Шрифт:
Смысл сказанного не сразу доходил до Шишмаревой.
— Не сметь, — Шишмарева стукнула кулачком и попала по блюдцу, разбив его. Кровь отлила от лица, она совсем состарилась: — Не смей так ни о нем, ни о них… Ты циник, растлитель, ты даже собаку спаиваешь.
— Может, ей так лучше. Много ты знаешь…
— Молчать, молчать… — Шишмарева схватила блюдце и запустила в голову, но не попала.
Глинский засмеялся, обнял ее, они стали танцевать вдвоем, при этом он погладил ее по голове.
— Не ерошь, Юрка, они седые, — Шишмарева прижалась к его погону.
— Что ты его боишься? Он и ты. Он кот Васька, доведенный до абсурда.
— Пес, знаешь, почему львиного рыка боится?! Его прапрапрадедушку съел в Африке лев на глазах его прапрапрабабушки две тысячи лет назад… — Глинский взял со стола фотографию — он среди каких-то генералов, — отстриг себе голову, плюнул на оборотку и прилепил догу на лоб: — Не бойся, авось!
Шишмарева захохотала сквозь слезы:
— Нет, ты видел, как Вайнштейн оделся?!
— Слушай, Наташка, ты детскую сказку помнишь, как человеку оживили его тень? Вроде двойника сделали… Я все вспоминаю, для чего… Не помнишь? — Глинский почувствовал, как напрягся голос, но она не поняла.
— Очень удобно Тане врать…
Глинский еще раз погладил ее по голове и вышел.
В детской крутилась по полу железная дорога, паровоз тащил вагончики через мосты и виадуки, и трое стариков внимательно следили за его движением.
В гостиной играл квартет, музыка была хороша, свет притушен, и на столе высоким голубым огнем полыхал пунш.
В пустой еще столовой в одном углу по-прежнему сидели Вайнштейны, в другом вязала Таня, низко опустив голову к петлям. Ни сесть к ним она не могла, ни уйти. Под штатским пиджаком на Вайнштейне была русская расшитая рубаха.
Многочисленные зеркала тихо приняли его в прихожей, будто заполнили ее генералами. На кухне человек в высоких сапогах нюхал пальцы. В кладовке, где висели шинели и пальто, мальчик прятал велосипед.
— Здрасьте, дядя Юра, — сказал он и выскользнул.
У ног сел дог, попробовал почесаться, но промахнулся, он был пьян.
Глинский вдруг лязгнул челюстями, будто воздух укусил, взял с крючка не шинель, а коричневое на меху пальто Анжеликиного мужа и шляпу. И вышел.
На лестничной площадке у батареи сидел старик.
— Нас в десять спать кладут, а сейчас полночь, что же это?! Я Буденному напишу, — крикнул он почему-то Глинскому. Лифт стоял на площадке.
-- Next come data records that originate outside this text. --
// -*- coding: utf-8 -*-
// SPDX-License-Identifier: Apache-2.0 OR MIT
// Copyright (C) 2025 Michael Büsch <m@bues.ch>

//! Analog front end: raw ADC frames to physical samples.

use crate::{
    config::RuntimeConfig,
    filter::Filter,
    fixpt::{Fix16, fix16},
    truncmean::truncated_mean,
};

/// ADC conversions per channel and tick.
pub const ADC_FETCH_PER_TICK: usize = 8;
/// ADC resolution.
pub const ADC_BITS: u32 = 12;

/// Internal reference voltage, in V.
const VREFINT: Fix16 = fix16!(1.2);
/// Mains voltage divider ratio.
const VOLTAGE_DIVIDER: Fix16 = fix16!(201);
/// Shunt amplifier gain.
const SHUNT_GAIN: Fix16 = fix16!(50);
/// Truncated mean window, in standard deviations.
const TRUNC_WINDOW: Fix16 = fix16!(1.1);
/// Knob smoothing divider.
const KNOB_FILTER_DIV: Fix16 = fix16!(16);

/// One tick worth of raw ADC conversions.
#[derive(Clone, Debug, Default)]
pub struct AdcFrame {
    pub voltage: [u16; ADC_FETCH_PER_TICK],
    pub current: [u16; ADC_FETCH_PER_TICK],
    pub knob: [u16; ADC_FETCH_PER_TICK],
    pub vrefint: [u16; ADC_FETCH_PER_TICK],
}

/// One tick of measured quantities.
#[derive(Copy, Clone, Debug, Default, PartialEq, Eq)]
#[cfg_attr(feature = "defmt", derive(defmt::Format))]
pub struct Sample {
    /// Mains voltage, in V. Zero during the negative half wave.
    pub voltage: Fix16,
    /// Motor current, in A.
    pub current: Fix16,
    /// Knob position, 0..1.
    pub knob: Fix16,
    /// Voltage went from zero to positive on this tick.
    pub zero_cross_up: bool,
    /// Voltage went from positive to zero on this tick.
    pub zero_cross_down: bool,
}

/// Zero crossing detector for the rectified mains voltage.
#[derive(Clone, Debug, Default)]
pub struct ZeroCross {
    prev: Fix16,
}

impl ZeroCross {
    pub const fn new() -> Self {
        Self { prev: Fix16::ZERO }
    }

    /// Build a sample and detect zero crossings against the previous voltage.
    pub fn sample(&mut self, voltage: Fix16, current: Fix16, knob: Fix16) -> Sample {
        let voltage = voltage.max(Fix16::ZERO);
        let zero_cross_up = self.prev == Fix16::ZERO && voltage > Fix16::ZERO;
        let zero_cross_down = self.prev > Fix16::ZERO && voltage == Fix16::ZERO;
        self.prev = voltage;
        Sample {
            voltage,
            current,
            knob,
            zero_cross_up,
            zero_cross_down,
        }
    }
}

pub struct Frontend {
    /// Shunt voltage per ampere.
    shunt_v_per_a: Fix16,
    knob: Filter,
    zero_cross: ZeroCross,
}

impl Frontend {
    pub fn new(cfg: &RuntimeConfig) -> Self {
        let mut this = Self {
            shunt_v_per_a: Fix16::ZERO,
            knob: Filter::new(KNOB_FILTER_DIV),
            zero_cross: ZeroCross::new(),
        };
        this.configure(cfg);
        this
    }

    pub fn configure(&mut self, cfg: &RuntimeConfig) {
        let shunt_ohm = Fix16::from_f32(cfg.shunt_resistance) / fix16!(1000);
        self.shunt_v_per_a = shunt_ohm * SHUNT_GAIN;
    }

    pub fn process(&mut self, frame: &AdcFrame) -> Sample {
        let vref = truncated_mean(&frame.vrefint, TRUNC_WINDOW);
        let voltage = truncated_mean(&frame.voltage, TRUNC_WINDOW);
        let current = truncated_mean(&frame.current, TRUNC_WINDOW);
        let knob = truncated_mean(&frame.knob, TRUNC_WINDOW);

        let (voltage, current) = if vref.is_positive() {
            // counts * VREFINT / vref_counts is the pin voltage.
            let vden = vref.mul_wide(Fix16::ONE);
            let voltage = Fix16::from_wide_ratio(voltage.mul_wide(VREFINT * VOLTAGE_DIVIDER), vden);
            let iden = vref.mul_wide(self.shunt_v_per_a);
            let current = Fix16::from_wide_ratio(current.mul_wide(VREFINT), iden);
            (voltage, current.max(Fix16::ZERO))
        } else {
            (Fix16::ZERO, Fix16::ZERO)
        };

        let knob = Fix16::from_raw(knob.to_raw() >> ADC_BITS);
        let knob = self.knob.run(knob).max(Fix16::ZERO).min(Fix16::ONE);

        self.zero_cross.sample(voltage, current, knob)
    }
}

#[cfg(test)]
mod test {
    use super::*;

    fn frame(voltage: u16, current: u16, knob: u16) -> AdcFrame {
        AdcFrame {
            voltage: [voltage; ADC_FETCH_PER_TICK],
            current: [current; ADC_FETCH_PER_TICK],
            knob: [knob; ADC_FETCH_PER_TICK],
            vrefint: [1489; ADC_FETCH_PER_TICK],
        }
    }

    #[test]
    fn test_zero_cross() {
        let mut zc = ZeroCross::new();
        let s = zc.sample(fix16!(0), fix16!(0), fix16!(0));
        assert!(!s.zero_cross_up && !s.zero_cross_down);
        let s = zc.sample(fix16!(10), fix16!(0), fix16!(0));
        assert!(s.zero_cross_up && !s.zero_cross_down);
        let s = zc.sample(fix16!(20), fix16!(0), fix16!(0));
        assert!(!s.zero_cross_up && !s.zero_cross_down);
        let s = zc.sample(fix16!(-5), fix16!(0), fix16!(0));
        assert!(!s.zero_cross_up && s.zero_cross_down);
        assert_eq!(s.voltage, Fix16::ZERO);
    }

    #[test]
    fn test_scaling() {
        let cfg = RuntimeConfig::default();
        let mut fe = Frontend::new(&cfg);
        // Reference reads 1489 counts, so 1489 counts are 1.2 V at the pin.
        let s = fe.process(&frame(1489, 1489, 0));
        assert!((s.voltage.to_f32() - 1.2 * 201.0).abs() < 0.1);
        // 1.2 V over a 10 mOhm shunt with gain 50.
        assert!((s.current.to_f32() - 1.2 / 0.5).abs() < 0.01);
        assert!(s.zero_cross_up);
    }

    #[test]
    fn test_knob_smoothing() {
        let cfg = RuntimeConfig::default();
        let mut fe = Frontend::new(&cfg);
        let s = fe.process(&frame(0, 0, 4095));
        assert!(s.knob < fix16!(0.1));
        let mut knob = Fix16::ZERO;
        for _ in 0..300 {
            knob = fe.process(&frame(0, 0, 4095)).knob;
        }
        assert!(knob > fix16!(0.99));
        assert!(knob <= Fix16::ONE);
    }

    #[test]
    fn test_bad_reference() {
        let cfg = RuntimeConfig::default();
        let mut fe = Frontend::new(&cfg);
        let mut f = frame(1000, 1000, 0);
        f.vrefint = [0; ADC_FETCH_PER_TICK];
        let s = fe.process(&f);
        assert_eq!(s.voltage, Fix16::ZERO);
        assert_eq!(s.current, Fix16::ZERO);
    }
}

// vim: ts=4 sw=4 expandtab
В лифте Глинский согнулся, его вырвало.
В огромном, похожем на храм вестибюле, на столике дежурного Глинский написал короткую записку За витражами из стекла и бронзы парили заголином «ЗИМы». Среди них черный лакированный «опель-капитан».
Глинский не удивился, увидев его. Часы в вестибюле ударили полночь. Москва за стеклами была в гирляндах.
— Час Вия, — сказал Глинский Коле, — поднимите мне веки и прочее. А я как раз веки и поднял. У тебя стоп-сигналы не горят, пойди посмотри.
— Не пойду, вы выпимши, — объявил Коля, рассматривая коричневое пальто, — а шинель куда подевали?
Глинский большим и очень сильным пальцем защепил у Коли воротник рубахи под галстуком и, повернув палец, сдавил шею.
— Пойдешь, — сказал Глинский, — и посмотришь. А потом в квартиру пойдешь, записку Тане отдашь, а не к тому «опелю». А то ты все, Коля, к «опелю» ходишь, друг у тебя там?
За воротник он вытянул Колю из машины и сел за руль.
— Все, бегом марш!
Подождав, Коля побежал к подъезду Глинский газанул. Заскрипел по боку сугроб. Он выдавил скорость: выскочил на Садовое кольцо. В эту секунду землю качнуло. Впереди грохнуло, как разрывом. Грузовик перед ним выстрелил выхлопной трубой, забив стекло копотью, дворник прочертил в копоти амбразуру, часы перестали бить, мощно играл гимн. «Опель» за ним не ехал.
Клиника спала. Глинский прошел быстро и бесшумно. В кабинете, казавшемся из-за ночной пустоты огромным, похрипывала трансляция. В зеленом светящемся окошечке индикаторы были похожи на крылья бабочки.